Mais, sans surprise, cela n’avait rien à voir avec quelque chose qu’il avait fait au nom d’Israël. C’était plutôt parce que les EU accusaient l’ancien officiel israélien, né russe, d’avancer « les affirmations les plus controversées des responsables et propagandistes russes » concernant l’Ukraine.

Ne pas agir, c’est être complice

« La vague accrue des attaques des colons et des punitions collectives calculées contre les Palestiniens et la destruction de biens civils à Huwwara sont une conséquence directe de l’inaction de la communauté internationale qui ne prend pas de mesures efficaces et sensées pour mettre un terme à l’occupation israélienne illégale et au régime israélien d’apartheid colonial de peuplement »,

a déclaré mercredi Al-Haq, une importante organisation palestinienne de défense des droits humains.

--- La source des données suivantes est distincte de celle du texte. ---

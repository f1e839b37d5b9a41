//! # docconv
//!
//! Convert Word documents to PDF and PDF documents to Word by handing them to
//! a remote conversion service over HTTP.
//!
//! The crate does no document processing itself. What it does own is the
//! part that decides *whether* and *how* a file goes to the service: the
//! admission rules, the single multipart exchange, delivery of the result,
//! and the lifecycle that ties them together.
//!
//! ## Flow
//!
//! ```text
//! file
//!  │
//!  ├─ 1. Admit    name / size / MIME checks        (validate)
//!  ├─ 2. Upload   one multipart POST                (client)
//!  ├─ 3. Receive  artifact + suggested file name    (client)
//!  └─ 4. Deliver  write into the output directory   (download)
//! ```
//!
//! [`ConversionPanel`] runs those steps as a small state machine (one per
//! direction) and [`Host`] puts the two panels side by side.
//!
//! ## Quick Start
//!
//! ```rust,no_run
//! use docconv::{convert_to_dir, ClientConfig, Direction};
//!
//! #[tokio::main]
//! async fn main() -> Result<(), Box<dyn std::error::Error>> {
//!     // Base URL from DOCCONV_API_URL, else http://localhost:5196
//!     let config = ClientConfig::from_env()?;
//!     let saved = convert_to_dir("resume.docx", Direction::WordToPdf, ".", &config).await?;
//!     println!("saved {}", saved.display());
//!     Ok(())
//! }
//! ```
//!
//! ## Feature Flags
//!
//! | Feature | Default | Description |
//! |---------|---------|-------------|
//! | `cli`   | on      | Enables the `docconv` binary (clap + anyhow + tracing-subscriber + indicatif) |
//!
//! Disable `cli` when using only the library:
//! ```toml
//! docconv = { version = "0.1", default-features = false }
//! ```

// ── Modules ──────────────────────────────────────────────────────────────

pub mod client;
pub mod config;
pub mod convert;
pub mod direction;
pub mod download;
pub mod error;
pub mod host;
pub mod panel;
pub mod progress;
pub mod validate;

// ── Re-exports ───────────────────────────────────────────────────────────

pub use client::{Artifact, ConversionClient, ConversionOutcome, Converter, SupportedFormats};
pub use config::{ClientConfig, ClientConfigBuilder};
pub use convert::{convert_path, convert_sync, convert_to_dir};
pub use direction::{Direction, DocumentFamily, WordFormat};
pub use download::{ArtifactSink, DirectorySink};
pub use error::{DocConvError, ValidationError};
pub use host::{Host, Tab};
pub use panel::{ConversionPanel, PanelSnapshot, PanelStatus};
pub use progress::{ConversionProgressCallback, NoopProgressCallback, ProgressCallback};
pub use validate::{
    format_file_size, validate, validate_pdf_document, validate_word_document, CandidateFile,
    ValidationOutcome, MAX_UPLOAD_BYTES,
};
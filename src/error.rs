//! Error types for the docconv library.
//!
//! Two error types reflect two distinct failure points:
//!
//! * [`ValidationError`] — **Pre-flight**: the candidate file was rejected
//!   by the admission rules in [`crate::validate`] and never reached the
//!   network. Its `Display` text is exactly the message shown to the user.
//!
//! * [`DocConvError`] — **Attempt-level**: anything that ends a conversion
//!   attempt, from a rejected file through transport and server failures to
//!   local I/O while reading the upload or writing the artifact.
//!
//! Every variant renders to a single human-readable line. None of them is
//! retried automatically and none is fatal to the caller: the panel always
//! lands back in an interactive state.

use std::path::PathBuf;
use thiserror::Error;

/// Message used when the server rejects a request without a usable body.
pub const GENERIC_CONVERSION_FAILURE: &str = "Conversion failed";

/// Message used when a transport error carries no text of its own.
pub const GENERIC_UNEXPECTED_FAILURE: &str = "An unexpected error occurred";

/// Why a candidate file was not admitted.
#[derive(Debug, Clone, PartialEq, Eq, Error)]
pub enum ValidationError {
    /// No file was supplied.
    #[error("Please select a file")]
    NoFile,

    /// The file has zero bytes.
    #[error("File is empty")]
    Empty,

    /// The file exceeds the upload limit.
    #[error("File size must be less than 50MB")]
    TooLarge { size: u64, max: u64 },

    /// The file name does not end with an extension the target family accepts.
    #[error("Invalid file format. Allowed formats: {}", .allowed.join(", "))]
    UnsupportedExtension {
        name: String,
        allowed: &'static [&'static str],
    },
}

/// All errors that end a conversion attempt.
#[derive(Debug, Error)]
pub enum DocConvError {
    // ── Admission ─────────────────────────────────────────────────────────
    /// The file failed the client-side admission rules.
    #[error(transparent)]
    Validation(#[from] ValidationError),

    /// Input path does not exist.
    #[error("File not found: '{}'", .path.display())]
    FileNotFound { path: PathBuf },

    /// Process does not have read permission on the file.
    #[error("Permission denied reading '{}'", .path.display())]
    PermissionDenied { path: PathBuf },

    /// The file existed when admitted but could not be read for upload.
    #[error("Failed to read '{}': {source}", .path.display())]
    ReadFailed {
        path: PathBuf,
        #[source]
        source: std::io::Error,
    },

    // ── Transport ─────────────────────────────────────────────────────────
    /// The request could not be sent or the response could not be read.
    #[error("{message}")]
    Request { message: String },

    /// The configured request timeout elapsed.
    #[error("Request timed out after {secs}s")]
    Timeout { secs: u64 },

    // ── Server ────────────────────────────────────────────────────────────
    /// The service answered with a non-success status.
    ///
    /// `message` is the structured `detail`/`title` from the body, or
    /// [`GENERIC_CONVERSION_FAILURE`].
    #[error("{message}")]
    Server { status: u16, message: String },

    // ── Delivery ──────────────────────────────────────────────────────────
    /// Could not write the converted artifact.
    #[error("Failed to write output file '{}': {source}", .path.display())]
    OutputWriteFailed {
        path: PathBuf,
        #[source]
        source: std::io::Error,
    },

    // ── Config ────────────────────────────────────────────────────────────
    /// Builder validation failed.
    #[error("Invalid configuration: {0}")]
    InvalidConfig(String),

    // ── Catch-all ─────────────────────────────────────────────────────────
    #[error("{0}")]
    Unknown(String),
}

impl DocConvError {
    /// Classify a `reqwest` transport error.
    pub(crate) fn from_transport(err: reqwest::Error, timeout_secs: Option<u64>) -> Self {
        if err.is_timeout() {
            if let Some(secs) = timeout_secs {
                return DocConvError::Timeout { secs };
            }
        }
        let message = err.to_string();
        if message.trim().is_empty() {
            DocConvError::Request {
                message: GENERIC_UNEXPECTED_FAILURE.to_string(),
            }
        } else {
            DocConvError::Request { message }
        }
    }

    /// True when the attempt never left the client.
    pub fn is_validation(&self) -> bool {
        matches!(self, DocConvError::Validation(_))
    }

    /// HTTP status for server-side failures.
    pub fn status(&self) -> Option<u16> {
        match self {
            DocConvError::Server { status, .. } => Some(*status),
            _ => None,
        }
    }
}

Al-Haq a également pressé les pays tiers et les institutions internationales

« d’assortir leurs déclarations de condamnation d’embargos sur les armes, de sanctions économiques et de contremesures contre Israël ; et de sanctions individuelles contre les colons israéliens et leurs organisations ».

L’organisation a également invité les pays à révoquer le statut caritatif attribué à des organisations qui collectent des fonds pour les colons dans de nombreux pays, dont les États-Unis, le Canada et un grand nombre de pays européens.

À Washington, le département d’État a effectivement haussé les épaules quand un journaliste a posé une question sur l’incitation proférée lundi par des membres « carrément fascistes » du gouvernement israélien.

« Aucun de ces membres n’est le Premier ministre d’Israël »,

a déclaré le porte-parole du département d’État Ned Price.

« Nous travaillons directement avec le Premier ministre, avec son équipe, avec nos homologues directs. »

Mercredi, Price est allé légèrement plus loin, qualifiant les derniers commentaires de Smotrich d’« irresponsables », de « répugnants » et de « dégoûtants » et il a demandé à Netanyahou de « les rejeter publiquement et clairement et de les désavouer ».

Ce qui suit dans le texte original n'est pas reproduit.